Linear Long Time Drift
^^^^^^^^^^^^^^^^^^^^^^


* Afterwards, there remains a long time linear Drift in the *SAK254* and *Turbidity* measurements, originating from scratches, that accumule on the sensors glass lenses over time
* The lenses are replaced periodically, resulting in a periodical reset of that long time drifting effect
* The Dates and Times of the lenses replacements are input to the :py:func:`correctDrift <Functions.saqc.correctDrift>`, that will correct the data in between any two such maintenance intervals according to the assumption of a linearly increasing bias.

Maintenance Intervals Flagging
^^^^^^^^^^^^^^^^^^^^^^^^^^^^^^


* The *SAK254* and *Turbidity* values, obtained while maintenance, are, of course not trustworthy, thus, all the values obtained while maintenance get flagged via the :py:func:`flagManual <Functions.saqc.flagManual>` method.
* When maintaining the *SAK254* and *Turbidity* sensors, also the *NO3* sensors get removed from the water - thus, they also have to be flagged via the :py:func:`flagManual <Functions.saqc.flagManual>` method.

Apply Multivariate Flagging
---------------------------

Basically following the *oddWater* procedure, as suggested in *Talagala, P.D. et al (2019): A Feature-Based Procedure for Detecting Technical Outliers in Water-Quality Data From In Situ Sensors.
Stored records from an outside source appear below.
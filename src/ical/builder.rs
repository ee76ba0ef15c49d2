//! A module to build ICal files

use chrono::{DateTime, Utc};
use ics::parameters;
use ics::properties::{Completed, Due as DueProp, Status, Summary};
use ics::{ICalendar, ToDo};

use crate::due::Due;
use crate::task::Task;

/// Create an iCal text from a [`Task`], ready to be `PUT` on its server.
///
/// `dtstamp` is the instant stamped on the VTODO; callers pass `Utc::now()`.
pub fn build_from(task: &Task, dtstamp: DateTime<Utc>) -> String {
    let mut todo = ToDo::new(task.uid(), format_date_time(&dtstamp));
    todo.push(Summary::new(task.summary()));

    match task.due() {
        None => (),
        Some(Due::Date(date)) => {
            let mut due = DueProp::new(date.format("%Y%m%d").to_string());
            due.append(parameters!("VALUE" => "DATE"));
            todo.push(due);
        },
        Some(Due::Floating(naive)) => {
            todo.push(DueProp::new(naive.format("%Y%m%dT%H%M%S").to_string()));
        },
        Some(Due::Utc(utc)) => {
            todo.push(DueProp::new(format_date_time(utc)));
        },
    }

    if task.completed() {
        todo.push(Completed::new(format_date_time(&dtstamp)));
        todo.push(Status::completed());
    } else {
        todo.push(Status::needs_action());
    }

    let mut calendar = ICalendar::new("2.0", crate::ical::default_prod_id());
    calendar.add_todo(todo);

    calendar.to_string()
}

fn format_date_time(dt: &DateTime<Utc>) -> String {
    dt.format("%Y%m%dT%H%M%SZ").to_string()
}
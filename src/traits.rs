use async_trait::async_trait;

use crate::error::Result;
use crate::task::Task;

/// Something the [`TaskCache`](crate::cache::TaskCache) can reload from.
///
/// The real implementation is the [`Registry`](crate::registry::Registry);
/// tests substitute in-memory fakes so that cache behavior can be exercised
/// without a server.
#[async_trait]
pub trait TaskSource {
    /// The profile names this source can fetch for, in a stable order
    fn profile_names(&self) -> Vec<String>;

    /// Fetch the current uncompleted tasks of one profile.
    /// This performs network I/O and can be a long process, or fail.
    async fn fetch_tasks(&self, profile: &str) -> Result<Vec<Task>>;
}
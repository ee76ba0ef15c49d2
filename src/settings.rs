//! Support for library configuration options

use std::sync::{Arc, Mutex};
use once_cell::sync::Lazy;

/// Part of the ProdID string that describes the organization (example of a ProdID string: `-//ABC Corporation//My Product//EN`).
/// Feel free to override it when initing this library.
pub static ORG_NAME: Lazy<Arc<Mutex<String>>> = Lazy::new(|| Arc::new(Mutex::new("subutux".to_string())));

/// Part of the ProdID string that describes the product name (example of a ProdID string: `-//ABC Corporation//My Product//EN`).
/// Feel free to override it when initing this library.
pub static PRODUCT_NAME: Lazy<Arc<Mutex<String>>> = Lazy::new(|| Arc::new(Mutex::new("TodoDav".to_string())));
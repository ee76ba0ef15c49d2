//! The host-facing plugin surface
//!
//! The host launcher registers two textual triggers and hands every query
//! over; this module turns them into display entries. Each entry carries a
//! set of actions the host can invoke later. Actions are plain value records
//! (see [`Invocation`]) rather than callbacks, so the host hands them back to
//! [`Plugin::invoke`] when the user picks one.

use std::path::Path;
use std::path::PathBuf;
use std::process::Command;

use chrono::{DateTime, Duration, Local, NaiveDate, NaiveTime, Utc};

use crate::cache::{RefreshOutcome, TaskCache};
use crate::config;
use crate::config::Profiles;
use crate::due::{classify, Due, Urgency};
use crate::error::Error;
use crate::registry::Registry;
use crate::task::Task;

/// Trigger prefix for listing and filtering todos
pub const LIST_TRIGGER: &str = "t ";
/// Trigger prefix for composing a new todo
pub const ADD_TRIGGER: &str = "ta ";

const TODO_ICON: &str = "appointment-new";
const ADD_ICON: &str = "add";

/// What the host hands over on every keystroke: the matched trigger and the
/// text typed after it
#[derive(Clone, Debug)]
pub struct HostQuery {
    pub trigger: String,
    pub text: String,
}

impl HostQuery {
    pub fn new<T: ToString, U: ToString>(trigger: T, text: U) -> Self {
        Self { trigger: trigger.to_string(), text: text.to_string() }
    }
}

/// A mutation the host can hand back to [`Plugin::invoke`].
///
/// These are immutable value records binding everything the mutation needs
/// (profile name, task UID, target due timestamp) at the time the entry was
/// built.
#[derive(Clone, Debug, PartialEq)]
pub enum Invocation {
    MarkDone { profile: String, uid: String },
    Reschedule { profile: String, uid: String, due: Due },
    Create { profile: String, summary: String, due: Option<Due> },
    Reload,
}

/// One user-selectable action attached to a display entry
#[derive(Clone, Debug, PartialEq)]
pub enum Action {
    /// Launch an external process
    Launch { label: String, command: String, args: Vec<String> },
    /// Copy text to the clipboard
    CopyToClipboard { label: String, text: String },
    /// Hand the invocation back to [`Plugin::invoke`]
    Invoke { label: String, invocation: Invocation },
}

/// One entry in the host's result list
#[derive(Clone, Debug)]
pub struct DisplayItem {
    pub id: String,
    pub title: String,
    pub subtitle: String,
    pub icon: String,
    /// Text the host puts in the input line when the entry is tab-completed
    pub completion: String,
    pub urgency: Urgency,
    pub actions: Vec<Action>,
}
Water Ressources Research, 55(11), 8547-8568.*


* Variables *SAK254*\ , *Turbidity*\ , *Pegel*\ , *NO3N*\ , *WaterTemp* and *pH* get transformed to comparable scales
* We are obtaining nearest neighbor scores and assigign those to a new variable, via :py:func:`assignKNNScores <Functions.saqc.assignKNNScores>`.
* We are applying the *STRAY* Algorithm to find the cut_off points for the scores, above which values qualify as outliers. (:py:func:`flagByStray <Functions.saqc.flagByStray>`)
* We project the calculated flags onto the input variables via :py:func:`assignKNNScore <Functions.saqc.assignKNNScore>`.

Postprocessing
--------------


* (Flags reduction onto subspaces)
* Back projection of calculated flags from resampled Data onto original data via :py:func: ``mapToOriginal <Functions.saqc.mapToOriginal>``